Louis Antoine Jules Tony Kriéger au volant du fiacre hippomobile de la Compagnie l’Abeille transformé en véhicule électrique sous sa direction en 1895. Anon., « Note historique sur les véhicules électriques. » Revue industrielle, février 1924, 494.
Au plus tard en mai 1895, Kriéger fait l’essai d’un vieux (1884?) fiacre hippomobile de la Compagnie l’Abeille, acheté vers novembre 1894 puis transformé en véhicule électrique / électromobile / accumobile sous sa direction, et sous un éminent patronage, par le personnel de la Société de carrosserie industrielle. Le dit véhicule peut parcourir à peine plus de 30 kilomètres (environ 20 milles) avant de manquer de jus.
Pour répondre à la question qui se forme dans votre petite caboche, un fiacre est à toutes fins pratiques un taxi.
Cur simplici vocabulo uti si tam bene complicatum verbum facit officium? En d’autres mots, pourquoi utiliser un mot simple si un mot compliqué fait si bien son travail? N’est-ce pas là la devise des conservatrices et conservateurs des musées du monde entier? (Bonjour EG, EP, etc.!) Désolé, désolé. Revenons à notre histoire.
Kriéger peut, je répète peut, avoir reçu l’aide d’un brillant ingénieur russe d’origine polonaise, Wacław Kamil Rechniewski, ingénieur en chef de la Société Anonyme des établissements Postel-Vinay.
Quoi qu’il en soit, le prototype à traction avant (!) de Kriéger suscite une grande surprise de la part des conducteurs de fiacres de Paris.
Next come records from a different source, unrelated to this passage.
//! Spinner shown while a console request is in flight

use std::io::IsTerminal;
use std::time::Duration;

use indicatif::{ProgressBar, ProgressStyle};

/// Spinner on stderr, hidden when stderr is not a terminal
pub struct RequestSpinner {
    /// Progress bar (optional, can be disabled)
    bar: Option<ProgressBar>,
}

impl RequestSpinner {
    /// Start spinning
    ///
    /// # Arguments
    /// * `message` - Text shown next to the spinner, usually `METHOD path`
    /// * `enable` - Whether to display anything at all
    ///
    /// # Returns
    /// * `Self` - Running spinner
    pub fn start(message: impl Into<String>, enable: bool) -> Self {
        let bar = (enable && std::io::stderr().is_terminal()).then(|| {
            let bar = ProgressBar::new_spinner();
            if let Ok(style) = ProgressStyle::default_spinner().template("{spinner:.green} {msg} {elapsed}") {
                bar.set_style(style);
            }
            bar.set_message(message.into());
            bar.enable_steady_tick(Duration::from_millis(100));
            bar
        });

        Self { bar }
    }

    /// Finish and clear the spinner
    pub fn finish(&self) {
        if let Some(ref bar) = self.bar {
            bar.finish_and_clear();
        }
    }
}

impl Drop for RequestSpinner {
    fn drop(&mut self) {
        self.finish();
    }
}
//! Completer for reedline - provides completion suggestions

use std::sync::Arc;

use reedline::{Completer, Span, Suggestion};

use super::completion::{CompletionEngine, IndexCandidateProvider};
use crate::search::SearchService;

/// Command and request body completer for reedline
pub struct SearchCompleter {
    /// Completion engine for shell commands and request bodies
    completion_engine: CompletionEngine,
}

impl SearchCompleter {
    /// Create a new completer
    ///
    /// # Arguments
    /// * `service` - Service used to complete index names; `None` disables them
    ///
    /// # Returns
    /// * `Self` - New completer
    pub fn new(service: Option<Arc<dyn SearchService>>) -> Self {
        let provider = Arc::new(IndexCandidateProvider::new(service));
        Self {
            completion_engine: CompletionEngine::new(provider),
        }
    }
}

impl Completer for SearchCompleter {
    /// Complete the input at the given cursor position
    ///
    /// # Arguments
    /// * `line` - The input line
    /// * `pos` - Cursor position (byte index)
    ///
    /// # Returns
    /// * `Vec<Suggestion>` - List of completion suggestions
    fn complete(&mut self, line: &str, pos: usize) -> Vec<Suggestion> {
        let (start, candidates) = self.completion_engine.complete(line, pos);

        candidates
            .into_iter()
            .map(|pair| Suggestion {
                value: pair.replacement,
                description: pair.description,
                style: None,
                extra: None,
                span: Span::new(start, pos),
                append_whitespace: false,
                match_indices: None,
            })
            .collect()
    }
}
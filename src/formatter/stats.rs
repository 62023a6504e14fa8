//! Statistics formatting for command execution results
//!
//! This module provides formatting for execution statistics:
//! - Execution time display
//! - Hit counts for search responses

use crate::executor::ExecutionResult;

/// Statistics formatter for command execution
pub struct StatsFormatter {
    /// Show execution time
    show_time: bool,

    /// Show hit counts
    show_count: bool,
}

impl StatsFormatter {
    /// Create a new statistics formatter
    ///
    /// # Arguments
    /// * `show_time` - Show execution time
    /// * `show_count` - Show hit counts
    ///
    /// # Returns
    /// * `Self` - New formatter
    pub fn new(show_time: bool, show_count: bool) -> Self {
        Self {
            show_time,
            show_count,
        }
    }

    /// Format execution statistics
    ///
    /// # Arguments
    /// * `result` - Execution result
    ///
    /// # Returns
    /// * `String` - Formatted statistics
    pub fn format(&self, result: &ExecutionResult) -> String {
        let mut parts = Vec::new();

        if self.show_count
            && let Some(total) = result.stats.total_hits
        {
            parts.push(format!(
                "{} hit(s) of {}",
                result.stats.documents_returned, total
            ));
        }

        if self.show_time && result.stats.execution_time_ms > 0 {
            parts.push(format!(
                "Execution time: {}ms",
                result.stats.execution_time_ms
            ));
        }

        parts.join(", ")
    }
}
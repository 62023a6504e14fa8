//! Structural context of the cursor inside a structured query
//!
//! [`track`] scans the text before the cursor with an explicit stack of open
//! containers and reports which object keys enclose the cursor and whether a
//! key or a value is expected next. The input is usually half-typed, so the
//! scan is tolerant: unbalanced brackets, stray characters and unterminated
//! strings never fail, they only make the result less specific.

/// Where the cursor sits inside a structured query
#[derive(Debug, Clone, PartialEq, Eq)]
pub struct Context {
    /// Keys from the root to the innermost open container with a key set
    pub path: Vec<String>,

    /// An object key is expected (or is being typed)
    pub in_key: bool,

    /// A value is expected
    pub in_value: bool,

    /// Number of open containers
    pub depth: usize,

    /// Token being typed at the cursor, without its opening quote
    pub partial: String,

    /// Byte offset where the token being typed starts
    pub token_start: usize,
}

/// One open container
#[derive(Debug)]
enum Frame {
    /// `Some(key)` once `"key":` has been seen; the object then awaits a value
    Object { key: Option<String> },
    Array,
}

/// Last token scanned, kept to recover the partial word at the cursor
struct Token {
    start: usize,
    end: usize,
    text: String,
}

/// Compute the structural context at `cursor`
///
/// Only `text[..cursor]` is examined. Offsets past the end are clamped and an
/// offset inside a multi-byte character is moved back to its start. The scan
/// is linear in the prefix length and allocates one frame per open container.
pub fn track(text: &str, cursor: usize) -> Context {
    let mut end = cursor.min(text.len());
    while !text.is_char_boundary(end) {
        end -= 1;
    }
    let prefix = &text[..end];
    let bytes = prefix.as_bytes();

    let mut stack: Vec<Frame> = Vec::new();
    // A complete string that may turn into a key if a ':' follows
    let mut pending_key: Option<String> = None;
    let mut last: Option<Token> = None;
    let mut open_string: Option<usize> = None;

    let mut i = 0;
    while i < bytes.len() {
        match bytes[i] {
            b'"' => match closing_quote(bytes, i + 1) {
                Some(close) => {
                    let raw = &prefix[i + 1..close];
                    let text = decode_string(raw);
                    pending_key = Some(text.clone());
                    last = Some(Token {
                        start: i,
                        end: close + 1,
                        text,
                    });
                    i = close + 1;
                    continue;
                }
                None => {
                    open_string = Some(i);
                    break;
                }
            },
            b'{' => {
                stack.push(Frame::Object { key: None });
                pending_key = None;
                last = None;
            }
            b'[' => {
                stack.push(Frame::Array);
                pending_key = None;
                last = None;
            }
            b'}' | b']' => {
                stack.pop();
                pending_key = None;
                last = None;
            }
            b':' => {
                if let Some(Frame::Object { key }) = stack.last_mut()
                    && key.is_none()
                    && let Some(name) = pending_key.take()
                {
                    *key = Some(name);
                }
                pending_key = None;
                last = None;
            }
            b',' => {
                if let Some(Frame::Object { key }) = stack.last_mut() {
                    *key = None;
                }
                pending_key = None;
                last = None;
            }
            b if b.is_ascii_whitespace() => {}
            _ => {
                // Bare word: literal value, number, or an unquoted key being typed
                let start = i;
                while i < bytes.len() && !is_delimiter(bytes[i]) {
                    i += 1;
                }
                pending_key = None;
                last = Some(Token {
                    start,
                    end: i,
                    text: prefix[start..i].to_string(),
                });
                continue;
            }
        }
        i += 1;
    }

    let path = stack
        .iter()
        .filter_map(|frame| match frame {
            Frame::Object { key } => key.clone(),
            Frame::Array => None,
        })
        .collect();

    let awaiting_key = match stack.last() {
        None => true,
        Some(Frame::Object { key }) => key.is_none(),
        Some(Frame::Array) => false,
    };

    let (partial, token_start) = match (open_string, last) {
        (Some(start), _) => (prefix[start + 1..].to_string(), start),
        (None, Some(token)) if token.end == end => (token.text, token.start),
        _ => (String::new(), end),
    };

    Context {
        path,
        in_key: awaiting_key,
        in_value: !awaiting_key && open_string.is_none(),
        depth: stack.len(),
        partial,
        token_start,
    }
}

/// Index of the quote closing a string whose content starts at `from`
fn closing_quote(bytes: &[u8], from: usize) -> Option<usize> {
    let mut i = from;
    while i < bytes.len() {
        match bytes[i] {
            b'\\' => i += 2,
            b'"' => return Some(i),
            _ => i += 1,
        }
    }
    None
}

/// Decode JSON escapes; malformed escapes are kept verbatim
fn decode_string(raw: &str) -> String {
    if !raw.contains('\\') {
        return raw.to_string();
    }
    serde_json::from_str::<String>(&format!("\"{raw}\"")).unwrap_or_else(|_| raw.to_string())
}

fn is_delimiter(b: u8) -> bool {
    matches!(b, b'{' | b'}' | b'[' | b']' | b':' | b',' | b'"') || b.is_ascii_whitespace()
}

#[cfg(test)]
mod tests {
    use super::*;

    fn at_end(text: &str) -> Context {
        track(text, text.len())
    }

    fn path(ctx: &Context) -> Vec<&str> {
        ctx.path.iter().map(String::as_str).collect()
    }

    #[test]
    fn test_empty_input() {
        let ctx = at_end("");
        assert!(ctx.path.is_empty());
        assert!(ctx.in_key);
        assert!(!ctx.in_value);
        assert_eq!(ctx.depth, 0);
    }

    #[test]
    fn test_nested_value_position() {
        let ctx = at_end(r#"{"query":{"match":{"title":"#);
        assert_eq!(path(&ctx), vec!["query", "match", "title"]);
        assert!(ctx.in_value);
        assert!(!ctx.in_key);
        assert_eq!(ctx.depth, 3);
    }

    #[test]
    fn test_after_key_and_colon_expects_value() {
        for text in [r#"{"size":"#, r#"{"size" : "#, r#"{"a":1, "size":"#] {
            let ctx = at_end(text);
            assert!(ctx.in_value, "{text}");
            assert!(!ctx.in_key, "{text}");
            assert_eq!(ctx.path.last().map(String::as_str), Some("size"), "{text}");
        }
    }

    #[test]
    fn test_after_brace_or_comma_expects_key() {
        for text in ["{", r#"{"query":{"#, r#"{"size":10,"#, r#"{"a":{"b":1},"#] {
            let ctx = at_end(text);
            assert!(ctx.in_key, "{text}");
            assert!(!ctx.in_value, "{text}");
        }
        assert_eq!(path(&at_end(r#"{"query":{"bool":{"must":[],"#)), vec!["query", "bool"]);
    }

    #[test]
    fn test_arrays_do_not_extend_path() {
        let ctx = at_end(r#"{"query":{"bool":{"must":["#);
        assert_eq!(path(&ctx), vec!["query", "bool", "must"]);
        assert!(ctx.in_value);

        let ctx = at_end(r#"{"query":{"bool":{"must":[{"#);
        assert_eq!(path(&ctx), vec!["query", "bool", "must"]);
        assert!(ctx.in_key);
        assert_eq!(ctx.depth, 5);

        let ctx = at_end(r#"{"sort":[{"ts":"desc"},"#);
        assert_eq!(path(&ctx), vec!["sort"]);
        assert!(ctx.in_value);
    }

    #[test]
    fn test_closed_container_keeps_enclosing_key_until_comma() {
        let ctx = at_end(r#"{"query":{"match_all":{}}"#);
        assert_eq!(path(&ctx), vec!["query"]);
        assert!(ctx.in_value);

        let ctx = at_end(r#"{"query":{"match_all":{}},"#);
        assert!(ctx.path.is_empty());
        assert!(ctx.in_key);
    }

    #[test]
    fn test_path_length_counts_keyed_objects() {
        let ctx = at_end(r#"{"aggs":{"by_host":{"terms":{"#);
        assert_eq!(path(&ctx), vec!["aggs", "by_host", "terms"]);
        assert_eq!(ctx.depth, 4);
    }

    #[test]
    fn test_unterminated_key_string() {
        let text = r#"{"query":{"ma"#;
        let ctx = at_end(text);
        assert!(ctx.in_key);
        assert!(!ctx.in_value);
        assert_eq!(path(&ctx), vec!["query"]);
        assert_eq!(ctx.partial, "ma");
        assert_eq!(ctx.token_start, text.rfind('"').unwrap());
    }

    #[test]
    fn test_unterminated_value_string() {
        let ctx = at_end(r#"{"query":{"match":{"title":"hel"#);
        assert!(!ctx.in_key);
        assert!(!ctx.in_value);
        assert_eq!(ctx.partial, "hel");
    }

    #[test]
    fn test_complete_key_without_colon_is_key_position() {
        let text = r#"{"query"#;
        let ctx = at_end(&format!("{text}\""));
        assert!(ctx.in_key);
        assert_eq!(ctx.partial, "query");
        assert_eq!(ctx.token_start, 1);
    }

    #[test]
    fn test_bare_word_partial() {
        let text = r#"{"track_total_hits": tr"#;
        let ctx = at_end(text);
        assert!(ctx.in_value);
        assert_eq!(ctx.partial, "tr");
        assert_eq!(ctx.token_start, text.len() - 2);

        let ctx = at_end(r#"{"size": 10 "#);
        assert_eq!(ctx.partial, "");
    }

    #[test]
    fn test_braces_inside_strings_ignored() {
        let ctx = at_end(r#"{"q":"{[not]}", "#);
        assert!(ctx.path.is_empty());
        assert!(ctx.in_key);
        assert_eq!(ctx.depth, 1);
    }

    #[test]
    fn test_escaped_quotes_in_keys() {
        let ctx = at_end(r#"{"a\"b":"#);
        assert_eq!(path(&ctx), vec!["a\"b"]);
        assert!(ctx.in_value);
    }

    #[test]
    fn test_suffix_ignored() {
        let text = r#"{"query":{"match":{}}}"#;
        let cursor = r#"{"query":{"#.len();
        let ctx = track(text, cursor);
        assert_eq!(path(&ctx), vec!["query"]);
        assert!(ctx.in_key);
    }

    #[test]
    fn test_malformed_input_never_fails() {
        for text in ["}}}]]", "{]", ":::", ",,,{", "[[[", r#"{"a":"b":"c""#, "\\", "\"\\"] {
            let ctx = at_end(text);
            assert!(!(ctx.in_key && ctx.in_value), "{text}");
        }
        let ctx = at_end("}}{");
        assert_eq!(ctx.depth, 1);
        assert!(ctx.in_key);
    }

    #[test]
    fn test_cursor_clamped_and_char_boundary() {
        let text = r#"{"naïve":"#;
        let ctx = track(text, 1000);
        assert_eq!(path(&ctx), vec!["naïve"]);

        // Cursor inside the two-byte 'ï' moves back to its start
        let inside = text.find('ï').unwrap() + 1;
        let ctx = track(text, inside);
        assert!(ctx.in_key);
        assert_eq!(ctx.partial, "na");
    }

    #[test]
    fn test_command_prefix_before_json() {
        let ctx = at_end(r#"search {"query":"#);
        assert_eq!(path(&ctx), vec!["query"]);
        assert!(ctx.in_value);

        let ctx = at_end("use lo");
        assert_eq!(ctx.depth, 0);
        assert_eq!(ctx.partial, "lo");
    }

    #[test]
    fn test_deep_nesting_is_iterative() {
        let text = "[".repeat(100_000);
        let ctx = at_end(&text);
        assert_eq!(ctx.depth, 100_000);
        assert!(ctx.path.is_empty());
    }
}
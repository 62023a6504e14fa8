//! Completion engine - turns the cursor context into editor suggestions
//!
//! Inside a request body the structural context from [`track`] selects a
//! schema position through [`suggest`]. Outside any container the line is a
//! shell command and the candidate provider supplies keywords and index names.

use std::sync::Arc;

use super::context::{Context, track};
use super::provider::{CandidateProvider, INDEX_COMMANDS};
use super::schema::{CompletionItem, CompletionKind, SchemaTable, normalize};

/// Completion pair representing a candidate suggestion
#[derive(Debug, Clone, PartialEq)]
pub struct CompletionPair {
    /// Display text for the candidate
    pub display: String,
    /// Replacement text to insert
    pub replacement: String,
    /// Optional description for the candidate
    pub description: Option<String>,
}

/// Items offered at `path` by the built-in schema
pub fn suggest<S: AsRef<str>>(path: &[S]) -> Vec<CompletionItem> {
    suggest_in(SchemaTable::builtin(), path)
}

/// Resolve `path` against `table`
///
/// Lookup order, first hit wins: the exact path, then the path with its last
/// segment replaced by `*`, then the same two steps for each shorter prefix,
/// and finally the root entry. A table without a root entry yields nothing.
pub fn suggest_in<S: AsRef<str>>(table: &SchemaTable, path: &[S]) -> Vec<CompletionItem> {
    for len in (0..=path.len()).rev() {
        let prefix = &path[..len];
        if let Some(items) = table.get(&normalize(prefix)) {
            return items.to_vec();
        }
        if len > 0 {
            let parent = normalize(&prefix[..len - 1]);
            let wildcard = if parent.is_empty() {
                "*".to_string()
            } else {
                format!("{parent}.*")
            };
            if let Some(items) = table.get(&wildcard) {
                return items.to_vec();
            }
        }
    }
    Vec::new()
}

/// Main completion engine
pub struct CompletionEngine {
    /// Candidate provider for shell-level suggestions
    provider: Arc<dyn CandidateProvider>,
}

impl CompletionEngine {
    /// Create a new completion engine
    ///
    /// # Arguments
    /// * `provider` - Candidate provider for fetching suggestions
    pub fn new(provider: Arc<dyn CandidateProvider>) -> Self {
        Self { provider }
    }

    /// Complete the input at the given cursor position
    ///
    /// # Arguments
    /// * `line` - The input line
    /// * `pos` - Cursor position (byte index)
    ///
    /// # Returns
    /// * `(usize, Vec<CompletionPair>)` - Start of the replaced span and candidate pairs
    pub fn complete(&self, line: &str, pos: usize) -> (usize, Vec<CompletionPair>) {
        let context = track(line, pos);
        if context.depth > 0 {
            let typed = line.get(context.token_start..pos).unwrap_or_default();
            (context.token_start, body_candidates(&context, typed))
        } else {
            self.command_candidates(line, pos)
        }
    }

    /// Keywords, subcommands and index names for the shell command at the cursor
    fn command_candidates(&self, line: &str, pos: usize) -> (usize, Vec<CompletionPair>) {
        let before = line.get(..pos).unwrap_or(line);
        // A closed request body leaves nothing to complete
        if before.contains(['{', '[']) {
            return (pos, Vec::new());
        }

        let ends_with_space = before.ends_with(char::is_whitespace);
        let mut words: Vec<&str> = before.split_whitespace().collect();
        let current = if ends_with_space {
            ""
        } else {
            words.pop().unwrap_or_default()
        };
        let start = before.len() - current.len();

        let candidates = match words.as_slice() {
            [] => self.provider.commands(current),
            [command] if INDEX_COMMANDS.contains(command) => self.provider.indices(current),
            [command] => self.provider.subcommands(command, current),
            _ => Vec::new(),
        };

        let pairs = candidates
            .into_iter()
            .filter(|c| c != current)
            .map(|c| CompletionPair {
                display: c.clone(),
                replacement: c,
                description: None,
            })
            .collect();
        (start, pairs)
    }
}

/// Schema suggestions at a position inside a request body
///
/// Keys are inserted with their quotes and colon. In value position literal
/// values go in verbatim and keys open a nested object.
fn body_candidates(context: &Context, typed: &str) -> Vec<CompletionPair> {
    let items = suggest(&context.path);
    let quoted = typed.starts_with('"');

    items
        .into_iter()
        .filter_map(|item| {
            let replacement = match item.kind {
                CompletionKind::Field if context.in_key && item.text.starts_with(&context.partial) => {
                    format!("\"{}\": ", item.text)
                }
                CompletionKind::Field if context.in_value && !quoted && item.text.starts_with(&context.partial) => {
                    format!("{{\"{}\": ", item.text)
                }
                CompletionKind::Value if !context.in_key && item.text.starts_with(typed) => item.text.clone(),
                _ => return None,
            };
            Some(CompletionPair {
                display: item.text,
                replacement,
                description: Some(
                    match item.kind {
                        CompletionKind::Field => "field",
                        CompletionKind::Value => "value",
                    }
                    .to_string(),
                ),
            })
        })
        .collect()
}

#[cfg(test)]
mod tests {
    use super::*;
    use crate::repl::completion::provider::IndexCandidateProvider;

    fn create_test_engine() -> CompletionEngine {
        CompletionEngine::new(Arc::new(IndexCandidateProvider::new(None)))
    }

    fn replacements(pairs: &[CompletionPair]) -> Vec<&str> {
        pairs.iter().map(|p| p.replacement.as_str()).collect()
    }

    fn table() -> SchemaTable {
        SchemaTable::from_entries([
            ("", vec![CompletionItem::field("root")]),
            ("a", vec![CompletionItem::field("a-items")]),
            ("a.*", vec![CompletionItem::field("any-under-a")]),
            ("a.b", vec![CompletionItem::field("a-b-items")]),
            ("*", vec![CompletionItem::field("any-top")]),
        ])
    }

    #[test]
    fn test_suggest_exact() {
        assert_eq!(suggest_in(&table(), &["a", "b"]), vec![CompletionItem::field("a-b-items")]);
        assert_eq!(suggest_in(&table(), &["a"]), vec![CompletionItem::field("a-items")]);
    }

    #[test]
    fn test_suggest_wildcard_last_segment() {
        assert_eq!(suggest_in(&table(), &["a", "x"]), vec![CompletionItem::field("any-under-a")]);
        assert_eq!(suggest_in(&table(), &["z"]), vec![CompletionItem::field("any-top")]);
    }

    #[test]
    fn test_suggest_drops_segments() {
        // a.x.y: no exact, no a.x.*, then a.x resolves through a.*
        assert_eq!(
            suggest_in(&table(), &["a", "x", "y"]),
            vec![CompletionItem::field("any-under-a")]
        );
        assert_eq!(
            suggest_in(&table(), &["a", "b", "c", "d"]),
            vec![CompletionItem::field("a-b-items")]
        );
    }

    #[test]
    fn test_suggest_root_fallback_and_missing_root() {
        let table = SchemaTable::from_entries([("", vec![CompletionItem::field("root")])]);
        assert_eq!(suggest_in(&table, &["q", "r"]), suggest_in(&table, &[] as &[&str]));

        let no_root = SchemaTable::from_entries([("a", vec![CompletionItem::field("x")])]);
        assert!(suggest_in(&no_root, &["zzz"]).is_empty());
    }

    #[test]
    fn test_unmatched_builtin_path_equals_root() {
        let root = suggest::<&str>(&[]);
        assert!(!root.is_empty());
        assert_eq!(suggest(&["nonsense", "deeper"]), root);
    }

    #[test]
    fn test_scenario_a_falls_back_to_query_match() {
        let context = track(r#"{"query":{"match":{"title":"#, usize::MAX);
        assert_eq!(context.path, vec!["query", "match", "title"]);
        assert!(context.in_value);

        let expected = SchemaTable::builtin().get("query.match").unwrap().to_vec();
        assert_eq!(suggest(&context.path), expected);
    }

    #[test]
    fn test_suggest_wildcard_aggregation_name() {
        let items = suggest(&["aggs", "by_host"]);
        assert_eq!(items[0], CompletionItem::field("terms"));
        assert!(suggest(&["aggs"]).is_empty());
    }

    #[test]
    fn test_complete_key_inserts_quoted_key() {
        let engine = create_test_engine();
        let line = r#"{"query":{"#;
        let (start, pairs) = engine.complete(line, line.len());
        assert_eq!(start, line.len());
        assert_eq!(pairs[0].replacement, r#""match": "#);
        assert_eq!(pairs[0].display, "match");
    }

    #[test]
    fn test_complete_partial_key() {
        let engine = create_test_engine();
        let line = r#"{"query":{"match_"#;
        let (start, pairs) = engine.complete(line, line.len());
        assert_eq!(start, line.rfind('"').unwrap());
        assert_eq!(
            replacements(&pairs),
            vec![r#""match_all": "#, r#""match_phrase": "#, r#""match_phrase_prefix": "#]
        );
    }

    #[test]
    fn test_complete_value_literals() {
        let engine = create_test_engine();
        let line = r#"{"track_total_hits": "#;
        let (_, pairs) = engine.complete(line, line.len());
        assert_eq!(replacements(&pairs), vec!["true", "false"]);

        let line = r#"{"track_total_hits": f"#;
        let (start, pairs) = engine.complete(line, line.len());
        assert_eq!(start, line.len() - 1);
        assert_eq!(replacements(&pairs), vec!["false"]);
    }

    #[test]
    fn test_complete_value_position_opens_object() {
        let engine = create_test_engine();
        let line = r#"{"query": "#;
        let (_, pairs) = engine.complete(line, line.len());
        assert_eq!(pairs[0].replacement, r#"{"match": "#);
    }

    #[test]
    fn test_complete_inside_value_string() {
        let engine = create_test_engine();
        let line = r#"{"sort":[{"ts":"de"#;
        let (start, pairs) = engine.complete(line, line.len());
        assert_eq!(start, line.rfind('"').unwrap());
        assert_eq!(replacements(&pairs), vec![r#""desc""#]);
    }

    #[test]
    fn test_complete_commands() {
        let engine = create_test_engine();
        let (start, pairs) = engine.complete("sh", 2);
        assert_eq!(start, 0);
        assert_eq!(replacements(&pairs), vec!["show"]);

        let (start, pairs) = engine.complete("show ", 5);
        assert_eq!(start, 5);
        assert_eq!(replacements(&pairs), vec!["indices", "collections"]);

        let (start, pairs) = engine.complete("bookmark ru", 11);
        assert_eq!(start, 9);
        assert_eq!(replacements(&pairs), vec!["run"]);
    }

    #[test]
    fn test_complete_exact_command_removed() {
        let engine = create_test_engine();
        let (_, pairs) = engine.complete("format json", 11);
        assert_eq!(replacements(&pairs), vec!["json-pretty"]);
    }

    #[test]
    fn test_complete_after_closed_body_is_empty() {
        let engine = create_test_engine();
        let line = r#"search {"size": 1} "#;
        let (_, pairs) = engine.complete(line, line.len());
        assert!(pairs.is_empty());
    }
}
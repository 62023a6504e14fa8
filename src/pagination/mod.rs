//! Streaming a server-paged result set into a scrollable view
//!
//! - **DocumentSet**: hits loaded so far, the continuation cursor and the
//!   server-reported total
//! - **PaginationController**: single-flight fetching with scope tagging, so
//!   pages from a superseded scope are dropped instead of merged
//!
//! Pagination is not snapshot-consistent: the collection may change between
//! pages, and a retried fetch resumes from the last successful cursor, which
//! can skip or repeat documents under concurrent writes.

mod controller;
mod document_set;

pub use controller::{ArrivalOutcome, FetchState, PageArrival, PaginationController, ScopeTag};
pub use document_set::DocumentSet;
Il se comporte relativement bien mais sa direction est difficile et il manque de solidité, ce que Kriéger reconnaît volontiers. De fait, la carrosserie du véhicule n’ayant pas été conçue pour supporter le poids des accumulateurs, elle cède au bout d’un an d’utilisation plus ou moins commerciale.
Kriéger peut, je répète peut, avoir complété un second prototype en 1895 et…
Si, si, vous avez bien lu, ami(e) lectrice ou lecteur, Kriéger semble être une des premières personnes ayant assemblé un véhicule à traction avant.
En juin 1895, Kriéger compte parmi les personnes qui se trouvent à bord de l’automobile électrique à 4 (ou 6?) places fabriquée sous la direction du co-fondateur de la Société Gaillardet et Jeantaud, le carrossier / homme d’affaires français Jean Baptiste Jeantaud, mieux connu sous le nom de Charles Jeantaud, avec l’aide de son ami Camille Brault, pendant au moins une partie de la Course de voitures automobiles Paris-Bordeaux-Paris de juin 1895, un périple de près de 1 200 kilomètres (près de 750 milles).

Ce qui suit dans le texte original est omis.